▸ **WHAT THE EXERCISE ASKS**
Copy all the lines of the data that include the word "height".
***
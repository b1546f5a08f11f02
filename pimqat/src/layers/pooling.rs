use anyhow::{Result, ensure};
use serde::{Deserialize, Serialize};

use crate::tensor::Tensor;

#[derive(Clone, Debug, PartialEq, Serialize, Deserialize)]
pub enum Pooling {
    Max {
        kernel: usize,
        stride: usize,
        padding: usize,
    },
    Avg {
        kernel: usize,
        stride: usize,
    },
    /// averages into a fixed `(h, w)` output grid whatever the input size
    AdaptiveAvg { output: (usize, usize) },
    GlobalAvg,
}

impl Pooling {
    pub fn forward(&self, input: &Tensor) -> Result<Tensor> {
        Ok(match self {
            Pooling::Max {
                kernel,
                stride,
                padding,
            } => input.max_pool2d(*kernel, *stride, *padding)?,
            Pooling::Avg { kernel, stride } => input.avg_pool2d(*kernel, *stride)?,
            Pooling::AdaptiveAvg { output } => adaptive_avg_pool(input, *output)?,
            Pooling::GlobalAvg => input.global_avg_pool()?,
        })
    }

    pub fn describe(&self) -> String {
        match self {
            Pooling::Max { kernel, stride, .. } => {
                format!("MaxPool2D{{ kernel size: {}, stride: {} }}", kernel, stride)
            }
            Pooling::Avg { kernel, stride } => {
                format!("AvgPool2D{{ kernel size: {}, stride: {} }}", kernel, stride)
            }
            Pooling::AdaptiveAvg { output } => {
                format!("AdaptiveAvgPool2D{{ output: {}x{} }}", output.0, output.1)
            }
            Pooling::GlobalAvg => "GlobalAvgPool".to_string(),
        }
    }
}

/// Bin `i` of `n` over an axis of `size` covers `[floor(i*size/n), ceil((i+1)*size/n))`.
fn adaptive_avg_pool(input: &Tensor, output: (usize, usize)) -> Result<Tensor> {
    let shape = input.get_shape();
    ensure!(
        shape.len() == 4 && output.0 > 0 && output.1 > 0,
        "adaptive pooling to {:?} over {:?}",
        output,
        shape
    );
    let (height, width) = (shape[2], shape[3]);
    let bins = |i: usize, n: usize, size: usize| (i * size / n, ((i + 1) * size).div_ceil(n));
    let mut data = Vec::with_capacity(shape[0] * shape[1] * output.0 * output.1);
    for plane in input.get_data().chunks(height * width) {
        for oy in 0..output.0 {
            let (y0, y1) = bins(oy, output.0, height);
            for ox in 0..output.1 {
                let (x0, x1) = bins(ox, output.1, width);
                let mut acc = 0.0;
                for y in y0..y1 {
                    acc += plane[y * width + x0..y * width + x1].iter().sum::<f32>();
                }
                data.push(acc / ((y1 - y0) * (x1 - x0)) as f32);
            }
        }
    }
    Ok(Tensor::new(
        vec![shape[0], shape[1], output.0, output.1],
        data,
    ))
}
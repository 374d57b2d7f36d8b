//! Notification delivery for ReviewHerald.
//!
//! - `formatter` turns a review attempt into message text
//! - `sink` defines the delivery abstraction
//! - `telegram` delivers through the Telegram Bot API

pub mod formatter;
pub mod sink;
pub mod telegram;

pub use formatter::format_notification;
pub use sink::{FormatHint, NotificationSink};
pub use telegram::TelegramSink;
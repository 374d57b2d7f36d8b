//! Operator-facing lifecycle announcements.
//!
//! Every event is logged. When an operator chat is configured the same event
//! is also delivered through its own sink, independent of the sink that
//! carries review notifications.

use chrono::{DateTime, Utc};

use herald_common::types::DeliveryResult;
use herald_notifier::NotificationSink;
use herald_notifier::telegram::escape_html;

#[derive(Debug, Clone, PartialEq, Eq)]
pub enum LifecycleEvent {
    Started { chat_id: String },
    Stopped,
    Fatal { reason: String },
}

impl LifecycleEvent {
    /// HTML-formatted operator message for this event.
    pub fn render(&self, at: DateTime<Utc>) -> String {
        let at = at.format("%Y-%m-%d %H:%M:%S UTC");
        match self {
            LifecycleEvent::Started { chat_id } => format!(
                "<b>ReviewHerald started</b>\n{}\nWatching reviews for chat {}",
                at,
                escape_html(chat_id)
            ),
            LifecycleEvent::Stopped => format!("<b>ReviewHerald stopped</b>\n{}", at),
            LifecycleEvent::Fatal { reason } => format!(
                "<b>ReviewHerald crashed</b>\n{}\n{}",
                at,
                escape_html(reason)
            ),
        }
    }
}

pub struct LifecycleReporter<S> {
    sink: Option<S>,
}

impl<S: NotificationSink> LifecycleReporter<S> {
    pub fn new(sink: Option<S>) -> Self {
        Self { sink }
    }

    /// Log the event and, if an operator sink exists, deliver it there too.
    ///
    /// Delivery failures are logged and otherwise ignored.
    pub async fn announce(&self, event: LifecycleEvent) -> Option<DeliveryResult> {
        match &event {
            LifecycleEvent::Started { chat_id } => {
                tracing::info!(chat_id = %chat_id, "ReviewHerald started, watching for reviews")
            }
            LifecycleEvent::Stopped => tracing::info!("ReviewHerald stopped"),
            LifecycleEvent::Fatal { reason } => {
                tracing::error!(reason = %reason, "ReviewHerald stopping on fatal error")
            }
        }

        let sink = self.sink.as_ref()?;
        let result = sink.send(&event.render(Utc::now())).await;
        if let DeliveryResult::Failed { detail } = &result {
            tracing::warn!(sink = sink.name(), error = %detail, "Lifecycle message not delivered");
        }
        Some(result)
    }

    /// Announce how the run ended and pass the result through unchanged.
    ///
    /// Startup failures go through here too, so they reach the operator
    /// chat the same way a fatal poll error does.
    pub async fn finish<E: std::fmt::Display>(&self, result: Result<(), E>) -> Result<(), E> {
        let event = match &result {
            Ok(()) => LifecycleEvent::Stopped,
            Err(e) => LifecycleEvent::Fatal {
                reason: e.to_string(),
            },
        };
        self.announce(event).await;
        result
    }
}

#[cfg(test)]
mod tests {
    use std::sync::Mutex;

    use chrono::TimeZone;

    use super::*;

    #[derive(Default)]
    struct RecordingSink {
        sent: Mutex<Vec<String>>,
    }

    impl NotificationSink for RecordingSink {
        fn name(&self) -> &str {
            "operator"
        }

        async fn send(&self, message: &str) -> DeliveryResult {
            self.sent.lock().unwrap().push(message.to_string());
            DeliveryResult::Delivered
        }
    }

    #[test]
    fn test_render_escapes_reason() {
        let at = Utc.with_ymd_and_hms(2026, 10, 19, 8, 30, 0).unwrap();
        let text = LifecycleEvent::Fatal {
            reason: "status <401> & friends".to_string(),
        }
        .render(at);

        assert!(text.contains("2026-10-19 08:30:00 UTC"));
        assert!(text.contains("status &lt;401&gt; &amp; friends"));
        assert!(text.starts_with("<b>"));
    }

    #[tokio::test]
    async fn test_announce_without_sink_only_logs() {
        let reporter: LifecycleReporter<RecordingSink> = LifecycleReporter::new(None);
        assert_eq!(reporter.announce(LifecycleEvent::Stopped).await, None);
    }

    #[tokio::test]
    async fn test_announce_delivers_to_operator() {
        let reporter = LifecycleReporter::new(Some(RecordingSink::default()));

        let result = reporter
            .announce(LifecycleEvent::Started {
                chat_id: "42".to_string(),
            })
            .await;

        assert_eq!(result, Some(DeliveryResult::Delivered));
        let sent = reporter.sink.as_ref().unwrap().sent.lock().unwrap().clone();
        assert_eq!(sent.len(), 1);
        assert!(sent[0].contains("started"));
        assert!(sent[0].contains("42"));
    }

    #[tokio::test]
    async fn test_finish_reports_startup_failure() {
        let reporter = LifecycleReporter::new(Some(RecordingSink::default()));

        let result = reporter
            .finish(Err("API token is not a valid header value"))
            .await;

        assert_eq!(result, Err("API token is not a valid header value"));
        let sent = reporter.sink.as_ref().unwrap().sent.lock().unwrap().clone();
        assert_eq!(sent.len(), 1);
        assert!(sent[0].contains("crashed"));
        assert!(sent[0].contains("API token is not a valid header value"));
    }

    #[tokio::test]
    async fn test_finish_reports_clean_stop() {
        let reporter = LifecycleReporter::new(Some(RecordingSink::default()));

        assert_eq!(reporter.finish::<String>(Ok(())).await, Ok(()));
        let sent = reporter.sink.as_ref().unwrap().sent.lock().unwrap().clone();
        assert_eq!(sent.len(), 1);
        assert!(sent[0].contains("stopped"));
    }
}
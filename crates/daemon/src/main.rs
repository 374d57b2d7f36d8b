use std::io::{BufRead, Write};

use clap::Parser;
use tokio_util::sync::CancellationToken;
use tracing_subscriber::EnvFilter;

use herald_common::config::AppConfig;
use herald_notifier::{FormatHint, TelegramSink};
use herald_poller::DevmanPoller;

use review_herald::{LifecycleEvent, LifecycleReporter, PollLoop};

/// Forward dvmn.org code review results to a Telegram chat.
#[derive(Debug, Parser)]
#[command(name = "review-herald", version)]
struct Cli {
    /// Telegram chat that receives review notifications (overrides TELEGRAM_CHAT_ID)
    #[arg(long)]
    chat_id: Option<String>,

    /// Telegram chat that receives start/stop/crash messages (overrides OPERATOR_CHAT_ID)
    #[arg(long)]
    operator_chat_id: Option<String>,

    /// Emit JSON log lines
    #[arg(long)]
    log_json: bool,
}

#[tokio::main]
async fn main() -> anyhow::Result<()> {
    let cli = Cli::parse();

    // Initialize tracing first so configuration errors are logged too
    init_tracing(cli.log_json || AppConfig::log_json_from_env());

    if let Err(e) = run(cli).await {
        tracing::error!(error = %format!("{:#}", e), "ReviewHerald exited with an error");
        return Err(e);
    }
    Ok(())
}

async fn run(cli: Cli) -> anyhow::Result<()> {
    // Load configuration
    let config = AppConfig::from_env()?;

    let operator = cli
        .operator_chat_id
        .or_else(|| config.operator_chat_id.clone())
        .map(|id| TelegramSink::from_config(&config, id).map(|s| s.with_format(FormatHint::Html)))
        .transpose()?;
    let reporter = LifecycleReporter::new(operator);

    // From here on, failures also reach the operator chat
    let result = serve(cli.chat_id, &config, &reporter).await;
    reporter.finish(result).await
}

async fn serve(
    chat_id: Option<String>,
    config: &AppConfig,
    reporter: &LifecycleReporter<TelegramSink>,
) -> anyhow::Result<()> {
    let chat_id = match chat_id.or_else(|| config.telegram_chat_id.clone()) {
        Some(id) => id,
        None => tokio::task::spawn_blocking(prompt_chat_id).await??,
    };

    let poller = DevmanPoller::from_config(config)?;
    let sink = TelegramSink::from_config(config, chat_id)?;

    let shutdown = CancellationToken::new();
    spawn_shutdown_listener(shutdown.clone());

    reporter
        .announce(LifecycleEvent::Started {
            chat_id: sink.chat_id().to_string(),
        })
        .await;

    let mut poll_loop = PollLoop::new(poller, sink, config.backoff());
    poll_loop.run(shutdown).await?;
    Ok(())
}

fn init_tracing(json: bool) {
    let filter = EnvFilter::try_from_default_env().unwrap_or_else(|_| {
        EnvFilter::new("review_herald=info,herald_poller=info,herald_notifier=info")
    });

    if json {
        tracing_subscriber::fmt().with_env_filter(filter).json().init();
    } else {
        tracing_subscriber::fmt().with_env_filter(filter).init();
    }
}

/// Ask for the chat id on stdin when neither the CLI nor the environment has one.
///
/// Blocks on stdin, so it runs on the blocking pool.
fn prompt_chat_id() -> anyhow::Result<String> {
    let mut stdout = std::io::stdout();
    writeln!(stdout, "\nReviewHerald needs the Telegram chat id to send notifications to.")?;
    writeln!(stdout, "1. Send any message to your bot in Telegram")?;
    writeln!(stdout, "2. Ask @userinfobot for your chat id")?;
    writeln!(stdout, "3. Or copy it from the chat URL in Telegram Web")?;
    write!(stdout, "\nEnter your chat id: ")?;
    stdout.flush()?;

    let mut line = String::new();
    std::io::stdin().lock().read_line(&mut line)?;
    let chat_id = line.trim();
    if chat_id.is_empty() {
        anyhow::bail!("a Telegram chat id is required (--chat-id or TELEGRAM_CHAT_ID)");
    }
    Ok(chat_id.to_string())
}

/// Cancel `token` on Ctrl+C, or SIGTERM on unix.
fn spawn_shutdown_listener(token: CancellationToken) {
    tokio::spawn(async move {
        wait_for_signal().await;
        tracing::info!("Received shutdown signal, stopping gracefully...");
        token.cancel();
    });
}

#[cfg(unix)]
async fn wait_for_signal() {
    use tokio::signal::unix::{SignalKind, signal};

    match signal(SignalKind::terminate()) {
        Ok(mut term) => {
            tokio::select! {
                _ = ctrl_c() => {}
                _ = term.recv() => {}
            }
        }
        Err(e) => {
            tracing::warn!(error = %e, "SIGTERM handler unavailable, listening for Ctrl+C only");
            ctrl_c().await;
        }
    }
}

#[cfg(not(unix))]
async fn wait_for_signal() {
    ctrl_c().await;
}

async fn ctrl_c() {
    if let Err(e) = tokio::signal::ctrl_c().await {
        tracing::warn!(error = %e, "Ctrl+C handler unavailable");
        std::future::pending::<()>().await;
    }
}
***
▸ **SOLUTION FOR THIS TASK**
    let (height, width) = (shape[2], shape[3]);
    for plane in input.get_data().chunks(height * width) {
            let (y0, y1) = bins(oy, output.0, height);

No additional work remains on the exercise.